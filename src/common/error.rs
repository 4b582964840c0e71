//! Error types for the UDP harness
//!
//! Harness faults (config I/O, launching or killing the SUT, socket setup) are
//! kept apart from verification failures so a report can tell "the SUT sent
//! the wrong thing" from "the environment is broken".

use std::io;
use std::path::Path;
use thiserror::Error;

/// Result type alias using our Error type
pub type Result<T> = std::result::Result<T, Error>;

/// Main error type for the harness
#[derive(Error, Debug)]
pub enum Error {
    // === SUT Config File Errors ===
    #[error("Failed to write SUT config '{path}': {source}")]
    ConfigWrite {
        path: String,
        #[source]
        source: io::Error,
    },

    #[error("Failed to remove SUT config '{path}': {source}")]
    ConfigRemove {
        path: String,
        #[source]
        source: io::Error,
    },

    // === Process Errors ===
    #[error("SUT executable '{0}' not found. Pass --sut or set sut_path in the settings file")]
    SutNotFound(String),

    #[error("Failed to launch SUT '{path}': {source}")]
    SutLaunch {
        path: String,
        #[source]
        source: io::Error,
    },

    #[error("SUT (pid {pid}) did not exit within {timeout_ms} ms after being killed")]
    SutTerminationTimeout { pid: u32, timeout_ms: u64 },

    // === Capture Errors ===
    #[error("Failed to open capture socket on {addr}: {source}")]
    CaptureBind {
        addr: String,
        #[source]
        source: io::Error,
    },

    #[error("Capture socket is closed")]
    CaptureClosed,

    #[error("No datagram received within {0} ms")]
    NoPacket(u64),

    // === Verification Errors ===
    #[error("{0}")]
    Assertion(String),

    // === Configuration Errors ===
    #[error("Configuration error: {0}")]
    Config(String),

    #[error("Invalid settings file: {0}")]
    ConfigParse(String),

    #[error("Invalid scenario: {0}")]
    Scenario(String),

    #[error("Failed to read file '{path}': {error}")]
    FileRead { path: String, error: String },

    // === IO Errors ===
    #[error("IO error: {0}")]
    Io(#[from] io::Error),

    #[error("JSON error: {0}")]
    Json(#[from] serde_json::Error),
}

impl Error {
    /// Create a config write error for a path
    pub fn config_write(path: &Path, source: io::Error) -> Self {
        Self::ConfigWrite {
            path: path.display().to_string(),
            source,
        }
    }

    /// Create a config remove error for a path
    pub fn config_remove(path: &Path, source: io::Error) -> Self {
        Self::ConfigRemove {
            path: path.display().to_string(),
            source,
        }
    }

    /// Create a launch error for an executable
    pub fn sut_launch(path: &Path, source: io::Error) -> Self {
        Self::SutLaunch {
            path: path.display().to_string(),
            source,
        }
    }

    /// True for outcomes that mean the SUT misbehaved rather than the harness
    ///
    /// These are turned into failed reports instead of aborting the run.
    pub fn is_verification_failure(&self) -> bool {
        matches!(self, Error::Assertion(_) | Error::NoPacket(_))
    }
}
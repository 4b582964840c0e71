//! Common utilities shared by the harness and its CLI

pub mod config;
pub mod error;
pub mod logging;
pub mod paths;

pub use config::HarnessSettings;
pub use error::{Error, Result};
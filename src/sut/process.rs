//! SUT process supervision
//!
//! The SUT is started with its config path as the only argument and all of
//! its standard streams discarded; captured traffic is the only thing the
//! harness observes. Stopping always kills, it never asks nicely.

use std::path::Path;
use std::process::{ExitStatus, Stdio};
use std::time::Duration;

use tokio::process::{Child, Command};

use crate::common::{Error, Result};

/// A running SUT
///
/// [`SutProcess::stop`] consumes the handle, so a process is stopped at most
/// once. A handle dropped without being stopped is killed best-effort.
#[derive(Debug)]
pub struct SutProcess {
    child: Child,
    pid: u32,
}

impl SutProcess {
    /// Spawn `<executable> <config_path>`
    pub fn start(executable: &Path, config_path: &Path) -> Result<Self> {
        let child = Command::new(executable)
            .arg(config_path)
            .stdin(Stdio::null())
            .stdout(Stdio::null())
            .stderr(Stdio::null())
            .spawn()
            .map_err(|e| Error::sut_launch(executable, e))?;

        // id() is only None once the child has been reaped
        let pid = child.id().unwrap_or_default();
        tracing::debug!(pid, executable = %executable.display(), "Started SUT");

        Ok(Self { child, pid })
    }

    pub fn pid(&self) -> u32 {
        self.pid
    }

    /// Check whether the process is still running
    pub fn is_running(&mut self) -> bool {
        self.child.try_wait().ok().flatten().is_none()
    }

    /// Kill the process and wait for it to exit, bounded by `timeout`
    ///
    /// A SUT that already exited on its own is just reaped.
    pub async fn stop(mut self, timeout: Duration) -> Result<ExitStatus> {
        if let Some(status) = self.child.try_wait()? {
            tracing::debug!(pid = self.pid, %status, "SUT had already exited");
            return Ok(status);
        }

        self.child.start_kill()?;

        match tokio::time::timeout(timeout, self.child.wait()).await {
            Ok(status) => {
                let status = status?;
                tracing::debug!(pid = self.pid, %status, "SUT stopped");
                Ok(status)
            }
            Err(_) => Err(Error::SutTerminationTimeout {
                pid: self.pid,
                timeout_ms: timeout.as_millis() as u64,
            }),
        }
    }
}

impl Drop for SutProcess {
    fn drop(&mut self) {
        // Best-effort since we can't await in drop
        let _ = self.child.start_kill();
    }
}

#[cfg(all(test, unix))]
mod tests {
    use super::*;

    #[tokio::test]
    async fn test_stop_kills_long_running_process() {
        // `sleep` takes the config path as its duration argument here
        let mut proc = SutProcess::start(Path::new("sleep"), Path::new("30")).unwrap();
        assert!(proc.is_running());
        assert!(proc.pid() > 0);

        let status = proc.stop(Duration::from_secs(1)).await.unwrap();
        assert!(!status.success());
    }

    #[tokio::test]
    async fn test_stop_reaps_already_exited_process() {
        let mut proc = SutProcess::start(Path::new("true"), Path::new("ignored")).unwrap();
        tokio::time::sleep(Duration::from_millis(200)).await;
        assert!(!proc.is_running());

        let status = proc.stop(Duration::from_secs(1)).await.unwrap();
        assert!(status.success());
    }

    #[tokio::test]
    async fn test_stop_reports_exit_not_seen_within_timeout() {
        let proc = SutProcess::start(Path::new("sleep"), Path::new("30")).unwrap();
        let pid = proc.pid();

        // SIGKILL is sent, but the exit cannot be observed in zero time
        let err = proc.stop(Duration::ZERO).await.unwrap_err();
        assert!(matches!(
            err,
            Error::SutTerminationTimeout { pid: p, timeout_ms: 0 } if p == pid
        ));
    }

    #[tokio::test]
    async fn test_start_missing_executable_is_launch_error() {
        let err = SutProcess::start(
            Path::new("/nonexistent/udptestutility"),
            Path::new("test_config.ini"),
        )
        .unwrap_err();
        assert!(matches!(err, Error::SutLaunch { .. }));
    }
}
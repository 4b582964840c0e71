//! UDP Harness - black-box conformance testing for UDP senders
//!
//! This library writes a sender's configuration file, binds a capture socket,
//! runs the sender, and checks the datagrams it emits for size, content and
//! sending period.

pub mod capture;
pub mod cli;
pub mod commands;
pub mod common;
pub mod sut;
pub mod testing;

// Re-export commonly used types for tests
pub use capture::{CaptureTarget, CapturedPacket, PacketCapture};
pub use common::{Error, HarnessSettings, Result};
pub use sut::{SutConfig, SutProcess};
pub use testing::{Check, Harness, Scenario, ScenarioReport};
==
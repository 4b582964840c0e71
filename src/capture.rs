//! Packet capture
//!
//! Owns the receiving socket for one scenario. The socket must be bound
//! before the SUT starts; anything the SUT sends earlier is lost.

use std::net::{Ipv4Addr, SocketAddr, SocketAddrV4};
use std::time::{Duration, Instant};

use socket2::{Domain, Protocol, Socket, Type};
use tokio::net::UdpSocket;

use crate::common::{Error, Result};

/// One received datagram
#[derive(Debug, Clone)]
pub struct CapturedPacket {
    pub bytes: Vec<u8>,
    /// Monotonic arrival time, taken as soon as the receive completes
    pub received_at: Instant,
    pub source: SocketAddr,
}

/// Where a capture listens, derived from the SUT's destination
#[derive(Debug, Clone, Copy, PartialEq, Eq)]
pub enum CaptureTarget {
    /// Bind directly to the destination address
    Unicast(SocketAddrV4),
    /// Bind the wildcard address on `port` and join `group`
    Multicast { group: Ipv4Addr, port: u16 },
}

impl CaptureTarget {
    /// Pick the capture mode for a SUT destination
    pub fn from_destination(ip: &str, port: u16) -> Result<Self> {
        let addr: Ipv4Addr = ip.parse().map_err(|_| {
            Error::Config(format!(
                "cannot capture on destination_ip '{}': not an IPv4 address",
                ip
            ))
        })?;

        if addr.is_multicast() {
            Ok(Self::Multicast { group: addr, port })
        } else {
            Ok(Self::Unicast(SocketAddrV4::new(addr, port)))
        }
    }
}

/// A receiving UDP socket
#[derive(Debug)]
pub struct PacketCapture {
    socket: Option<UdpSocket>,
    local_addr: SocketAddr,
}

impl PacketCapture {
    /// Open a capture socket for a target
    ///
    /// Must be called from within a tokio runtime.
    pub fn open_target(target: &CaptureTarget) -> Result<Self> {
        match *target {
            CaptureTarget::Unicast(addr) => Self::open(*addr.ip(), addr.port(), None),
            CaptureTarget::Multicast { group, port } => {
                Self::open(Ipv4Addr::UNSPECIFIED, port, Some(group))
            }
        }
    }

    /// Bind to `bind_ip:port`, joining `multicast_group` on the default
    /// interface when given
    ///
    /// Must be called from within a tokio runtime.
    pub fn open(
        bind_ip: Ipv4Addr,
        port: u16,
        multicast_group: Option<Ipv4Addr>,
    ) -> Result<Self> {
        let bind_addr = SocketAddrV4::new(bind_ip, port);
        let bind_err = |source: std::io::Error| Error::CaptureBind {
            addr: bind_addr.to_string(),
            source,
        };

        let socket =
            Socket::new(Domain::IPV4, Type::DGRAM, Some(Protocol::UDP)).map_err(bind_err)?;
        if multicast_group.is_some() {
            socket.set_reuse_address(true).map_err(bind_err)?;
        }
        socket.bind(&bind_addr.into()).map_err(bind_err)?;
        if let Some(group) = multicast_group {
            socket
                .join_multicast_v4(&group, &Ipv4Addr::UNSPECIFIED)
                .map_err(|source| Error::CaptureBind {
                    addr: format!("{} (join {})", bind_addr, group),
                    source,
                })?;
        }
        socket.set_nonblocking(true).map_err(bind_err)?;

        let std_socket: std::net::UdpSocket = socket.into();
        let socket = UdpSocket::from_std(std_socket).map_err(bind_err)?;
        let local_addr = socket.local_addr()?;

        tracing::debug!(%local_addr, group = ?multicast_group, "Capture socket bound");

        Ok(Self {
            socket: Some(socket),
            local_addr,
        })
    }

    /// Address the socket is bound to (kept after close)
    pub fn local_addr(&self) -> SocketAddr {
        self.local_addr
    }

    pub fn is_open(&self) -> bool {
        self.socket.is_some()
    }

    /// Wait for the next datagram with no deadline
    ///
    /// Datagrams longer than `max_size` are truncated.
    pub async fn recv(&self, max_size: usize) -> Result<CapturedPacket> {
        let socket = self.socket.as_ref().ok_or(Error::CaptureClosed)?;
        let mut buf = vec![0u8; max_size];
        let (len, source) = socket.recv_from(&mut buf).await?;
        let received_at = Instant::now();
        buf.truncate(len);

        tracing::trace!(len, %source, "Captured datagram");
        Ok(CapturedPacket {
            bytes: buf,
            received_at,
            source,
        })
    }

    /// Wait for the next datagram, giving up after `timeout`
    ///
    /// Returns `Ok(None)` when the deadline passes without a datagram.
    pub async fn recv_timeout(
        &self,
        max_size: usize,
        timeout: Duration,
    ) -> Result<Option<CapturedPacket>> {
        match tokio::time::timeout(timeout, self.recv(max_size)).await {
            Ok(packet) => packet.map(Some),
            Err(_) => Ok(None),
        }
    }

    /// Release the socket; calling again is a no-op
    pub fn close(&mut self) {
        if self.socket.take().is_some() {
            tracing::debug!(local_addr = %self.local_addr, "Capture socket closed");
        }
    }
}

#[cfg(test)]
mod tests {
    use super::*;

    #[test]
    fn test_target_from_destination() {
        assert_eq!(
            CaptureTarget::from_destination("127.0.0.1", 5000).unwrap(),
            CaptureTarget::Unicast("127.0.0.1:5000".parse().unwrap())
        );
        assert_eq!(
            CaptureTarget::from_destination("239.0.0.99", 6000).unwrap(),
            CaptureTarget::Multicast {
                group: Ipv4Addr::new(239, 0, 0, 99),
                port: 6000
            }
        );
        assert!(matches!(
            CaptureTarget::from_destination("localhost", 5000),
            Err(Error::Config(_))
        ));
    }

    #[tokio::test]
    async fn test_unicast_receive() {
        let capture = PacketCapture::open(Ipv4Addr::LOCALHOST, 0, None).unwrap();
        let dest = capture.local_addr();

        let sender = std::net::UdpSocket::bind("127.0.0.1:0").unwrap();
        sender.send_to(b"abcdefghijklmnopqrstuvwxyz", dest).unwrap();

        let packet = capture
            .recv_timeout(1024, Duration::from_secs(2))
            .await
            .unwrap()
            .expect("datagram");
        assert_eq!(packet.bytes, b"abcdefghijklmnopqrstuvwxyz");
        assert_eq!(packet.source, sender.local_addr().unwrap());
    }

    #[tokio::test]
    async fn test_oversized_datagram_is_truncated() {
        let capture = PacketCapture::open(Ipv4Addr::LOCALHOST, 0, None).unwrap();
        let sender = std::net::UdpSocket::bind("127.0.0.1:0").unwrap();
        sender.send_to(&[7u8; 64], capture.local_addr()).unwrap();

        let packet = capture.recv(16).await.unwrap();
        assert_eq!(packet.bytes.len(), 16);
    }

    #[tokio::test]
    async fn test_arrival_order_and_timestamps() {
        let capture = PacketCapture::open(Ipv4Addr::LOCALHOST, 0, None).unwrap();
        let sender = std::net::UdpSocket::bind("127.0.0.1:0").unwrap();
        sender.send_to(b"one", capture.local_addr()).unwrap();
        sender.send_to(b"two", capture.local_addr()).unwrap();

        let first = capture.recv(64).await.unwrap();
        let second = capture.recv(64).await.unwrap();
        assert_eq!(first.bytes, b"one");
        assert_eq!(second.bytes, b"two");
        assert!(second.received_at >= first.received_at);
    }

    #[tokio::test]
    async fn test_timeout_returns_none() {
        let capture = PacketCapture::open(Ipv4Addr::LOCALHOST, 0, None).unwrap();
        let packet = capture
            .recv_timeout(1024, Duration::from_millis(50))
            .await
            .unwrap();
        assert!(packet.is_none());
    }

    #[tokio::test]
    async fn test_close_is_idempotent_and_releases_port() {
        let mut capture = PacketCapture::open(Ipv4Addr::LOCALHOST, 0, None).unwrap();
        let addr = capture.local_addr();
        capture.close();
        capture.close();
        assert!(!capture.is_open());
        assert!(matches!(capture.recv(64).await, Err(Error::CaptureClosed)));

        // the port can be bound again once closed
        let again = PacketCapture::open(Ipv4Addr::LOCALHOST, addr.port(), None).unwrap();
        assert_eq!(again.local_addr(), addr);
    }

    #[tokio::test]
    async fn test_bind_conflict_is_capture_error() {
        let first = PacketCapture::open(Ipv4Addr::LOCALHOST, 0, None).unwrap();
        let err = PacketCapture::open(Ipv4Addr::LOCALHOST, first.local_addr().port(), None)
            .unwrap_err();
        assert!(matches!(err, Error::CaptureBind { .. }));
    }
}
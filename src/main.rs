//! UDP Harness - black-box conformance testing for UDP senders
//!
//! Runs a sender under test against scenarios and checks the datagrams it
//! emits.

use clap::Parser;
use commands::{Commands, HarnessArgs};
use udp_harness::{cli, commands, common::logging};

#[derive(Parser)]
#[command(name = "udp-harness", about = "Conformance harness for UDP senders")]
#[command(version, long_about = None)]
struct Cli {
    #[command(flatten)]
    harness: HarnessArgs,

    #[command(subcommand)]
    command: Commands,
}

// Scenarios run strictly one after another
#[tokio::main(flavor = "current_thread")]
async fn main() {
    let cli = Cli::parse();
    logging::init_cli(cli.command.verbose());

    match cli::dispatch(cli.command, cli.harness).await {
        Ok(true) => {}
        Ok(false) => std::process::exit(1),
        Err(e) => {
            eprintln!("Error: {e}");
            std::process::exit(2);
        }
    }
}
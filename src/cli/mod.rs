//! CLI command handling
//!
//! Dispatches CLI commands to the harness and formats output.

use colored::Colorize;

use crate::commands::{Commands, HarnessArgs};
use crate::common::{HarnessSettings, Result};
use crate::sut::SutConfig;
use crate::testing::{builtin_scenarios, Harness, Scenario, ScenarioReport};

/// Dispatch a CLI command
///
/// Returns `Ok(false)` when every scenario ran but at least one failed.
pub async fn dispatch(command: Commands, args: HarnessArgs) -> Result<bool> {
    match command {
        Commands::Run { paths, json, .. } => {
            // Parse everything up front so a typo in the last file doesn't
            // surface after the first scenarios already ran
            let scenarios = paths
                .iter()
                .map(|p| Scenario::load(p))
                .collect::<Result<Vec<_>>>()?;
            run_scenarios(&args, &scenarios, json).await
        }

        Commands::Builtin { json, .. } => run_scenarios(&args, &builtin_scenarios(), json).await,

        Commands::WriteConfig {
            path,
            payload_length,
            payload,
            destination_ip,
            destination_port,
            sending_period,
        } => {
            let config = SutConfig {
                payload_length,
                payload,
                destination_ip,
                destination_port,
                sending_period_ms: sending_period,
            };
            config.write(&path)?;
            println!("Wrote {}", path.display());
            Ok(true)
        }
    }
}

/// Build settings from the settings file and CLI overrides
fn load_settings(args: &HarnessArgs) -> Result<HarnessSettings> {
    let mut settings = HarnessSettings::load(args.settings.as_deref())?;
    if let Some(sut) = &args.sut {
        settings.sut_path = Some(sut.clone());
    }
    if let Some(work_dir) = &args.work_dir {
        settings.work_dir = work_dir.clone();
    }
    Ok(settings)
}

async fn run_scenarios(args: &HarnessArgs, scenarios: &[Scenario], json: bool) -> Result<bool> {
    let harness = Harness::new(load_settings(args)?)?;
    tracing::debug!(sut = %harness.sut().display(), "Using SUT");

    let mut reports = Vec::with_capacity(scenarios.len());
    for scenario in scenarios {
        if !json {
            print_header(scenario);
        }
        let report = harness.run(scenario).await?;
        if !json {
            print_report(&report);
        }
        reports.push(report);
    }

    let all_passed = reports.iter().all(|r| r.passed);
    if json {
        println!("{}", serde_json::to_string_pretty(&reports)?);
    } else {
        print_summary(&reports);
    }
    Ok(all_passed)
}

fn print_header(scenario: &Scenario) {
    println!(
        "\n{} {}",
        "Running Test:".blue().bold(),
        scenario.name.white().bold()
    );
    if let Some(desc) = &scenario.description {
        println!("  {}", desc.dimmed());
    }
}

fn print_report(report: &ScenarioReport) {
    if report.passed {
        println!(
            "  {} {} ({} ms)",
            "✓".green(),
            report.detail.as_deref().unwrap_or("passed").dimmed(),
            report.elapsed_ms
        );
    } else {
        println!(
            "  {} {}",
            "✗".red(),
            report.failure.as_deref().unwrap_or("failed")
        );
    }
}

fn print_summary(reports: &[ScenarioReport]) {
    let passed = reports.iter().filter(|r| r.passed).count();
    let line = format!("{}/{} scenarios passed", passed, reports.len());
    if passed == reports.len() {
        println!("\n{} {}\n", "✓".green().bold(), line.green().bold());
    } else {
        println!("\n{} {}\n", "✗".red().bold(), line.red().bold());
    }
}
* * *
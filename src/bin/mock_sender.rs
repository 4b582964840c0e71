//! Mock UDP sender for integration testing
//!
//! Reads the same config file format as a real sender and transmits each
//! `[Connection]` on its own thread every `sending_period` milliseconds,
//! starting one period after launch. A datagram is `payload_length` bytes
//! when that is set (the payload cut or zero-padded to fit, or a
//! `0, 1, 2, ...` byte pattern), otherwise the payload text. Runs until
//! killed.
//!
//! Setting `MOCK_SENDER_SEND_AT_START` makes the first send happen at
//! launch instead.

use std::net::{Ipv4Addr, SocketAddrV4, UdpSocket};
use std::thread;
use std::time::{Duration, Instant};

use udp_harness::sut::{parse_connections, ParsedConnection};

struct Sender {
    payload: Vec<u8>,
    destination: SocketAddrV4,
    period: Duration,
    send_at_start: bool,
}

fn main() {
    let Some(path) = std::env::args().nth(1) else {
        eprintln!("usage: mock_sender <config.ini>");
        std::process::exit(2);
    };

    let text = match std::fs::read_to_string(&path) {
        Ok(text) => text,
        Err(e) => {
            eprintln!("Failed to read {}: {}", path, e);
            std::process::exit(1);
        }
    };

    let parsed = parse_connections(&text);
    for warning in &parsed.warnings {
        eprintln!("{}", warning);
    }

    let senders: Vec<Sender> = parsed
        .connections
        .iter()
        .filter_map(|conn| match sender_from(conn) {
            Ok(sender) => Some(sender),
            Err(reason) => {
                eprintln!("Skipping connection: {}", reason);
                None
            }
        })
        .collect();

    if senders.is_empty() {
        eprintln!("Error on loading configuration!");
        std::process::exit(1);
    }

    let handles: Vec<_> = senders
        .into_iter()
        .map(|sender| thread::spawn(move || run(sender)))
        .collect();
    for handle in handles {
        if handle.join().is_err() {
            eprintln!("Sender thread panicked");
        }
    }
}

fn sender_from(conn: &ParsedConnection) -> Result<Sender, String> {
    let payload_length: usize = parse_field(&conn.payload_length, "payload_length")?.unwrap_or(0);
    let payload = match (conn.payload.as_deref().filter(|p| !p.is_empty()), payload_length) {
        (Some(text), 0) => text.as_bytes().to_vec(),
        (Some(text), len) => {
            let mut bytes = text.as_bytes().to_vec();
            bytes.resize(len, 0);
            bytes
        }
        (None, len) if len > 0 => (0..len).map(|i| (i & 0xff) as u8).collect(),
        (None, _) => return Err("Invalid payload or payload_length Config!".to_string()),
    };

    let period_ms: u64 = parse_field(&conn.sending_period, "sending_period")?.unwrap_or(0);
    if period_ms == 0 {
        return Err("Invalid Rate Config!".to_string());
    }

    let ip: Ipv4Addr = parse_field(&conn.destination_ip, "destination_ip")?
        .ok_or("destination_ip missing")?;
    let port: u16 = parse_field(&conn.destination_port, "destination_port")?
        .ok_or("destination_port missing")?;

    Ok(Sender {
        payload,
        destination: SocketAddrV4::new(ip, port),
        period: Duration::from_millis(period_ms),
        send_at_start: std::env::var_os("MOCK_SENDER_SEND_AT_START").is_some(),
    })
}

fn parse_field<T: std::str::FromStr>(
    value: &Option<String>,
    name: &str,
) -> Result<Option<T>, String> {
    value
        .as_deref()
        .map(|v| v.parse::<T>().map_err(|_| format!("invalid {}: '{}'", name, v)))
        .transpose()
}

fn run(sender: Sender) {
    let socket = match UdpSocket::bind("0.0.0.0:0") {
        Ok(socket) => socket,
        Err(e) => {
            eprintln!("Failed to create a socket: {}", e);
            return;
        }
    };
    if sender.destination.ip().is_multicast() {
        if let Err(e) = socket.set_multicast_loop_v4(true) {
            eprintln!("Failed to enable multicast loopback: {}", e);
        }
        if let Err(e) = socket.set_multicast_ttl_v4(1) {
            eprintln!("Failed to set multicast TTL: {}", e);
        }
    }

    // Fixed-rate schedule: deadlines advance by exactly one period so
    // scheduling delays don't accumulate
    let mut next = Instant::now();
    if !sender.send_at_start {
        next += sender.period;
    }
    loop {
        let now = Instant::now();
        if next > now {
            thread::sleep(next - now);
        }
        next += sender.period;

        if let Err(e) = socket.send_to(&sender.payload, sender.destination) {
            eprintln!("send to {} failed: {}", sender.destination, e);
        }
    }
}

**Task:**
Please go through the data above and copy each line that has the word "types".

**Solution for this exercise:**
//! Error types for the UDP harness
// Re-export commonly used types for tests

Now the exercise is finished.